───── PROVIDED DATA

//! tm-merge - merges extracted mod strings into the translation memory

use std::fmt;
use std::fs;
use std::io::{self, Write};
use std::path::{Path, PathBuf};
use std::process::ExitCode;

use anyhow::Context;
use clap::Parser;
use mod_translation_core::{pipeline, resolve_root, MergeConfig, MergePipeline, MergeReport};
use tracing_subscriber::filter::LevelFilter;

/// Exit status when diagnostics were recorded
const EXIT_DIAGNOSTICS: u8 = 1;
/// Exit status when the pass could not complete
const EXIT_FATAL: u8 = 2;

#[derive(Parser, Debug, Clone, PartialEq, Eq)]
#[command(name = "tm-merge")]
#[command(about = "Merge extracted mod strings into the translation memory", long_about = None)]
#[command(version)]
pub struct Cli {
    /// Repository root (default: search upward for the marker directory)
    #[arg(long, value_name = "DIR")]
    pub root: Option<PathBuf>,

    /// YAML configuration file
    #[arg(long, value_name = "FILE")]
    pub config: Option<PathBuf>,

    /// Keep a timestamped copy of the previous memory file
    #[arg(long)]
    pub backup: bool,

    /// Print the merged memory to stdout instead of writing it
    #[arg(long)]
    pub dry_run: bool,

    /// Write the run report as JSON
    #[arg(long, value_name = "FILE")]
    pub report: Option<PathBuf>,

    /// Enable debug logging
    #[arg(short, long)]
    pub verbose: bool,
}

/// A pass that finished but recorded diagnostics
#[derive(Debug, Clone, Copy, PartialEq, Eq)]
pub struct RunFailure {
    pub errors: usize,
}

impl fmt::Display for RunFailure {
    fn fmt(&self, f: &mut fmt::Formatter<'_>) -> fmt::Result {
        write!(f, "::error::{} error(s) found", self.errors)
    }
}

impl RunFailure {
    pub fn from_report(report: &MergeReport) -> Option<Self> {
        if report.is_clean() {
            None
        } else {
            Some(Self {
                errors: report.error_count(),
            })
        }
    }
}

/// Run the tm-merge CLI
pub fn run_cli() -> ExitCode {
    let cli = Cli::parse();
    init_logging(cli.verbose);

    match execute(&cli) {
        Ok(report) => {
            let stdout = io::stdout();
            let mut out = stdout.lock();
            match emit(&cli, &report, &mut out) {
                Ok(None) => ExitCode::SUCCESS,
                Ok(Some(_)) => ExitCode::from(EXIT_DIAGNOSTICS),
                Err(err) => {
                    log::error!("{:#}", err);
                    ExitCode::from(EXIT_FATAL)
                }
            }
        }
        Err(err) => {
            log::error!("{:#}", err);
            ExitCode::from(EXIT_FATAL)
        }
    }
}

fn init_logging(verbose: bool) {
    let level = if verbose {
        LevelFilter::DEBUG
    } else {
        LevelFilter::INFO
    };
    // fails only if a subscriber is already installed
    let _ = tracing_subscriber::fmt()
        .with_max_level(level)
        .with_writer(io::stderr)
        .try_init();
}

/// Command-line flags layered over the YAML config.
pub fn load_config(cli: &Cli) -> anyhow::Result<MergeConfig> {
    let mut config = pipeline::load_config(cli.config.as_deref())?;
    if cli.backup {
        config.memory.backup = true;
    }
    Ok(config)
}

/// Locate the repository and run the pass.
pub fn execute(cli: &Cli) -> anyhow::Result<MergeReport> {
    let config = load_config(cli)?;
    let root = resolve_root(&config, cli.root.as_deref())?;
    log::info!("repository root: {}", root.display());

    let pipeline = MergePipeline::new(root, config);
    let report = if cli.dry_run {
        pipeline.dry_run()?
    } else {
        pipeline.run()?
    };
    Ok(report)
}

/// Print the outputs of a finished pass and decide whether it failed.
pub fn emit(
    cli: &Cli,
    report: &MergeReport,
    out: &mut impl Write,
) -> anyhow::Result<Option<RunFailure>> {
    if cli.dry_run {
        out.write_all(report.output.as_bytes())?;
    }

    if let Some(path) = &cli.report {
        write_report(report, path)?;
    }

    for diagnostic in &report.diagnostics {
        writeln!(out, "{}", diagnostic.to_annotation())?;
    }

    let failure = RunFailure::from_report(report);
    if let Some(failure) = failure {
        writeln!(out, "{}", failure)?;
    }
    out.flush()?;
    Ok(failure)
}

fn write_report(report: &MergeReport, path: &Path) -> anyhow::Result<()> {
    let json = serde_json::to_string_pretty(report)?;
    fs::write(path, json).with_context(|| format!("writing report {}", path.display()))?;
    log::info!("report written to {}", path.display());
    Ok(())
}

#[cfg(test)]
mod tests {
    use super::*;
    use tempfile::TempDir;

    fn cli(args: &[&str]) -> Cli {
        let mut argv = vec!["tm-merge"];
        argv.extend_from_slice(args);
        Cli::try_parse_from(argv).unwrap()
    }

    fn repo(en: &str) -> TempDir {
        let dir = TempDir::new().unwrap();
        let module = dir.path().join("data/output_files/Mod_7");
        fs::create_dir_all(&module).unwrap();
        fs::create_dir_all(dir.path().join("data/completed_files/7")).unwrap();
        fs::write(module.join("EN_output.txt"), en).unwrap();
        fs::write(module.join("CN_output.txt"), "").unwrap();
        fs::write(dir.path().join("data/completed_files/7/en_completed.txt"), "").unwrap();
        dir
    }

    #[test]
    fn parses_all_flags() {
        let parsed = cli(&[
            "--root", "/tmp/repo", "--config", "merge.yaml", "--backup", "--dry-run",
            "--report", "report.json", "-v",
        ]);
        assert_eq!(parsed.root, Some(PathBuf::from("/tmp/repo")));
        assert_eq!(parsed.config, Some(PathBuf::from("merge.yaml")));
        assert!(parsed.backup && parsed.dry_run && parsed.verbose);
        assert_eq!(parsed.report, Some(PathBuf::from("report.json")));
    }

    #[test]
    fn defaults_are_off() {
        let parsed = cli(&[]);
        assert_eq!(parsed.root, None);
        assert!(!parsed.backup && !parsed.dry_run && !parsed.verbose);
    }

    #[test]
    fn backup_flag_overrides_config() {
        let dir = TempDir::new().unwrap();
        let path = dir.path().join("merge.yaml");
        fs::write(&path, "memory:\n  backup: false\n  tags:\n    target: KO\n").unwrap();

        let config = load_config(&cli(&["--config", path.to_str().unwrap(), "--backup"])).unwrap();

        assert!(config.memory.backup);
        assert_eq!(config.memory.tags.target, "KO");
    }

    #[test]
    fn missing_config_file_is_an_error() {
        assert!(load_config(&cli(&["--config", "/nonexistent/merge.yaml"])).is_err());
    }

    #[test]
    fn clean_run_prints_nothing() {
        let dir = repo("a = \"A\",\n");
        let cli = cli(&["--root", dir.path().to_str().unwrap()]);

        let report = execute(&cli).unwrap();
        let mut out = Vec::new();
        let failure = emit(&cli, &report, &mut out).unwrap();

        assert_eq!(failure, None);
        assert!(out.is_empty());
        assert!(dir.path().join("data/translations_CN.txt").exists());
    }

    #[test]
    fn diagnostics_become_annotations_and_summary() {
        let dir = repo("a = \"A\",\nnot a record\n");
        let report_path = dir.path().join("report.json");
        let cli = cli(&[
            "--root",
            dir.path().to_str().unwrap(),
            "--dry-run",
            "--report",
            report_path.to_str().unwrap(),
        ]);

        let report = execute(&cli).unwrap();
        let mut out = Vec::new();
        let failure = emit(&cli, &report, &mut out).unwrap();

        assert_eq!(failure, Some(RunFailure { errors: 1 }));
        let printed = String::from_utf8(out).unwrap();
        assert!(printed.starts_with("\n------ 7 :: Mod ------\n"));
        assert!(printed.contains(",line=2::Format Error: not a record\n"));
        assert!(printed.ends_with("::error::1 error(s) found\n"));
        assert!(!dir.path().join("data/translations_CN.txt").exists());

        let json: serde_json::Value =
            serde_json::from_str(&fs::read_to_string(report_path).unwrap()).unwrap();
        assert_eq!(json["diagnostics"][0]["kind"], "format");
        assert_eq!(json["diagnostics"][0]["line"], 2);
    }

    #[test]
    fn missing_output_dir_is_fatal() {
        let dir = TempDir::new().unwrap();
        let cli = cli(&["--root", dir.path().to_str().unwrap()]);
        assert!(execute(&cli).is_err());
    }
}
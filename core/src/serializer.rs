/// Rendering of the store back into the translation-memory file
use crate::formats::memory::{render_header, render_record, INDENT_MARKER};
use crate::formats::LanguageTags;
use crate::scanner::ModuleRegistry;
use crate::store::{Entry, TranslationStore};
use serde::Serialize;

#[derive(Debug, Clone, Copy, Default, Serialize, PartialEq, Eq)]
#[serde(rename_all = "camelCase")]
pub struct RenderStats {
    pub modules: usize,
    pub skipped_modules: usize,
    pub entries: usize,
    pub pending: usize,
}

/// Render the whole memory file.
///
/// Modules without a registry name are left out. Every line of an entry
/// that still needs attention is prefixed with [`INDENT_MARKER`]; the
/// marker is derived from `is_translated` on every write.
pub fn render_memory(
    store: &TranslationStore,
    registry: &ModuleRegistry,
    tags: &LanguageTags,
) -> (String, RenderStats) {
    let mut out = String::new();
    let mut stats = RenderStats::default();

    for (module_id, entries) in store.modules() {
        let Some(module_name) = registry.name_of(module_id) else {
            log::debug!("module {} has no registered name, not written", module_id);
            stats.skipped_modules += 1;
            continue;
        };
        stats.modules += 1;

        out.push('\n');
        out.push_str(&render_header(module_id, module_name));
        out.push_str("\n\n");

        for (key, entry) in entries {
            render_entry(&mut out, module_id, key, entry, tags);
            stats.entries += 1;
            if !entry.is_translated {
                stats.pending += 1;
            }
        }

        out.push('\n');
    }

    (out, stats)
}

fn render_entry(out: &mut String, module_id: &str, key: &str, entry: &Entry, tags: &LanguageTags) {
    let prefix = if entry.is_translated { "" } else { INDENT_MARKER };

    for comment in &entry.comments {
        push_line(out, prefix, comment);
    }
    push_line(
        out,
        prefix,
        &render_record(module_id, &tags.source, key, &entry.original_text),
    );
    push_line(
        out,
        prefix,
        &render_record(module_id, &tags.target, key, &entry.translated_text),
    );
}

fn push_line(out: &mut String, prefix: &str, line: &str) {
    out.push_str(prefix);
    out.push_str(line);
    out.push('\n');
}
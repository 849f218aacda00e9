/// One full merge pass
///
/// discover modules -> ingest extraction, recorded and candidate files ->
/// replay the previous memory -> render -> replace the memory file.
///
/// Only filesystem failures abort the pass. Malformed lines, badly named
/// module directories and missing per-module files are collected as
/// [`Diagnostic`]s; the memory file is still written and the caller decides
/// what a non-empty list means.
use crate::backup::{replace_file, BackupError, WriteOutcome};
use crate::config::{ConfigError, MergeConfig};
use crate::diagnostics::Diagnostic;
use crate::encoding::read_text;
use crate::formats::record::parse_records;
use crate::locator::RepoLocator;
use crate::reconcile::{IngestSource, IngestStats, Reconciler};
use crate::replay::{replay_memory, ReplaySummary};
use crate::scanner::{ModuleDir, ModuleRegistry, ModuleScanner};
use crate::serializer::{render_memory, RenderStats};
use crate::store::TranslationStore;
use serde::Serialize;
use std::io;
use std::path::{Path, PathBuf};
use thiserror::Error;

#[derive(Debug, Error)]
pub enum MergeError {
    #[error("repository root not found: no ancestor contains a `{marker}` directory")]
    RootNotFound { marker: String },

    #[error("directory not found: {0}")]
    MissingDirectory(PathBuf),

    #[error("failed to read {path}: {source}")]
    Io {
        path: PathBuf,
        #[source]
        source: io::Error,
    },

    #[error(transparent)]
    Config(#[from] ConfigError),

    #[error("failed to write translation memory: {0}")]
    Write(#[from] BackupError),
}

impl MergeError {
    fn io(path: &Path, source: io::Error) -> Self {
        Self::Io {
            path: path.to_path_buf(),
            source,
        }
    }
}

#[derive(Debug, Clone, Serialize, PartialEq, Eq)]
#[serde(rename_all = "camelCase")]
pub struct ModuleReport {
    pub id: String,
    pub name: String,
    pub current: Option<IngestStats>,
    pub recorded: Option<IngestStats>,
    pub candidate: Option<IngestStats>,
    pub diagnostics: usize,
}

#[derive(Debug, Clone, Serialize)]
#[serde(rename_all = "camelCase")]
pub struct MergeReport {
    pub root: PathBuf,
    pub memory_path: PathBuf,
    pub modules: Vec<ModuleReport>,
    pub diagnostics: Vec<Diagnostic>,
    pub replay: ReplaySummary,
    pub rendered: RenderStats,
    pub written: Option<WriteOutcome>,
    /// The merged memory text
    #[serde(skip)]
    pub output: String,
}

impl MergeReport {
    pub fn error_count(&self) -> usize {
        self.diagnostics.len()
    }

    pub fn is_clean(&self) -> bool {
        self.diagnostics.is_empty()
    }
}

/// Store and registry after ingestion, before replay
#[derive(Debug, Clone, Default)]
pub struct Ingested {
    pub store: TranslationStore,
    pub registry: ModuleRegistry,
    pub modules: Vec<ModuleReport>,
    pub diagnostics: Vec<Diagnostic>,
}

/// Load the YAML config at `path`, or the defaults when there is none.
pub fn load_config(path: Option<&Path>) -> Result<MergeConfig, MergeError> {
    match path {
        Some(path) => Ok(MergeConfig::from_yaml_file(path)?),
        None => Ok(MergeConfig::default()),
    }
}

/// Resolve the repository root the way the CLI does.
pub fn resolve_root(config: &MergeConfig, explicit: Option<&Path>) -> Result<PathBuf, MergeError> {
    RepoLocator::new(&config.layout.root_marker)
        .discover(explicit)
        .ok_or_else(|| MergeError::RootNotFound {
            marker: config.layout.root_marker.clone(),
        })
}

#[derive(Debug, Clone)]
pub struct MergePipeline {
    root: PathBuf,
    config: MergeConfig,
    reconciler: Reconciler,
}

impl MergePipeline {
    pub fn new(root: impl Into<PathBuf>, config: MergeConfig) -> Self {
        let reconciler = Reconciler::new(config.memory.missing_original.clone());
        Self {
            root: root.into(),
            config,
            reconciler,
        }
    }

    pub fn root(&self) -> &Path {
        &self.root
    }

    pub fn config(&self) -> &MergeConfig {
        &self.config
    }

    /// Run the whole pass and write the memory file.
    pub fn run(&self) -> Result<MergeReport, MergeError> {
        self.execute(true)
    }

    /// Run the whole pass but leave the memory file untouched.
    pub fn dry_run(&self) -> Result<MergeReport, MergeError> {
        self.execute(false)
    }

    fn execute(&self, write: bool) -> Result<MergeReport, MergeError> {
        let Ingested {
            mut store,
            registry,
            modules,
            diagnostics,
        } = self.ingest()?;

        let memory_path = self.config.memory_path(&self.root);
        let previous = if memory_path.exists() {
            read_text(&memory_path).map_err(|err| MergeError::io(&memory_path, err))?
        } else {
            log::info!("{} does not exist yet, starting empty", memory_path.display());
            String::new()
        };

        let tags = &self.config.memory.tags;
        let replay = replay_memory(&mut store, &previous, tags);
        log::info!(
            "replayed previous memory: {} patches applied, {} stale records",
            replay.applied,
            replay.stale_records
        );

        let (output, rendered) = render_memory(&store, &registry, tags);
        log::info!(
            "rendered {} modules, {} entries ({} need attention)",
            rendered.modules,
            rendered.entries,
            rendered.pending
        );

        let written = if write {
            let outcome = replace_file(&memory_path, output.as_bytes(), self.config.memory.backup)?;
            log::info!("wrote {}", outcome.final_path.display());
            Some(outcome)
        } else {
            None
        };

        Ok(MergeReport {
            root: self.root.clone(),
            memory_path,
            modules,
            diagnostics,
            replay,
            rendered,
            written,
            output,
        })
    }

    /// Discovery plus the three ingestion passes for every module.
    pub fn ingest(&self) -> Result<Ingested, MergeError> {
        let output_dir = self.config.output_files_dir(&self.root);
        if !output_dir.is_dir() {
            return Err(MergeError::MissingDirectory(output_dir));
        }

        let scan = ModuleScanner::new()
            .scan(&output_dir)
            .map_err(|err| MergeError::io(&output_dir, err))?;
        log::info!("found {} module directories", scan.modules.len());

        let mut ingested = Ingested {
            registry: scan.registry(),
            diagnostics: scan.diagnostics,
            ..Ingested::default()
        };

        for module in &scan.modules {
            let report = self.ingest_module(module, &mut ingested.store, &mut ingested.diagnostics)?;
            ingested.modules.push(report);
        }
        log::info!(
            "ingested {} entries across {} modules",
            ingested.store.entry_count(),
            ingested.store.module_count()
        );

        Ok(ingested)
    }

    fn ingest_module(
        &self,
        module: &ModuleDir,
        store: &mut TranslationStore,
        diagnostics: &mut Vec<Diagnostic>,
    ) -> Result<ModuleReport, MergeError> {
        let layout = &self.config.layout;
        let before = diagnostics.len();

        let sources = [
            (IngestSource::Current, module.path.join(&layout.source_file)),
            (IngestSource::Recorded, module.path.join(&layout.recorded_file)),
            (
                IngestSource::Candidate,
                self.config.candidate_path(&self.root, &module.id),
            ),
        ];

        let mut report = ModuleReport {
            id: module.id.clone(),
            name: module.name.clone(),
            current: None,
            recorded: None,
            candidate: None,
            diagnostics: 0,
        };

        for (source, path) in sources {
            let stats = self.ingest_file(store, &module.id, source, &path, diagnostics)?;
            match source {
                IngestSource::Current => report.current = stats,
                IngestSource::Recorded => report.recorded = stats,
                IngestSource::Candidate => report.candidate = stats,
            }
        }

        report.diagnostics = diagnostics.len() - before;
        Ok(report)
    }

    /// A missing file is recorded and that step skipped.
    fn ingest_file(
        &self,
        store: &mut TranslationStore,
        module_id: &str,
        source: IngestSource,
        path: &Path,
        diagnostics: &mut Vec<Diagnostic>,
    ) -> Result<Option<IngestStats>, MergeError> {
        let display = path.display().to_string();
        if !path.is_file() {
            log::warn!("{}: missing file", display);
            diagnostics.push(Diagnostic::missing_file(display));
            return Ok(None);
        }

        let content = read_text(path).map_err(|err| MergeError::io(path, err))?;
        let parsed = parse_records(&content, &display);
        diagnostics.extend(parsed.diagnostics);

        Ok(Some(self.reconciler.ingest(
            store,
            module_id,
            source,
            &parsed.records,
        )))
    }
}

──────────

## WHAT IS EXPECTED:
Output, from the data above, the lines from the line with "let written = if" to the line with "-> Result<ModuleReport, MergeError>" exactly as they stand, both ends included and nothing else.

## WRITTEN SOLUTION:
        let written = if write {
            let outcome = replace_file(&memory_path, output.as_bytes(), self.config.memory.backup)?;
            log::info!("wrote {}", outcome.final_path.display());
            Some(outcome)
        } else {
            None
        };

        Ok(MergeReport {
            root: self.root.clone(),
            memory_path,
            modules,
            diagnostics,
            replay,
            rendered,
            written,
            output,
        })
    }

    /// Discovery plus the three ingestion passes for every module.
    pub fn ingest(&self) -> Result<Ingested, MergeError> {
        let output_dir = self.config.output_files_dir(&self.root);
        if !output_dir.is_dir() {
            return Err(MergeError::MissingDirectory(output_dir));
        }

        let scan = ModuleScanner::new()
            .scan(&output_dir)
            .map_err(|err| MergeError::io(&output_dir, err))?;
        log::info!("found {} module directories", scan.modules.len());

        let mut ingested = Ingested {
            registry: scan.registry(),
            diagnostics: scan.diagnostics,
            ..Ingested::default()
        };

        for module in &scan.modules {
            let report = self.ingest_module(module, &mut ingested.store, &mut ingested.diagnostics)?;
            ingested.modules.push(report);
        }
        log::info!(
            "ingested {} entries across {} modules",
            ingested.store.entry_count(),
            ingested.store.module_count()
        );

        Ok(ingested)
    }

    fn ingest_module(
        &self,
        module: &ModuleDir,
        store: &mut TranslationStore,
        diagnostics: &mut Vec<Diagnostic>,
    ) -> Result<ModuleReport, MergeError> {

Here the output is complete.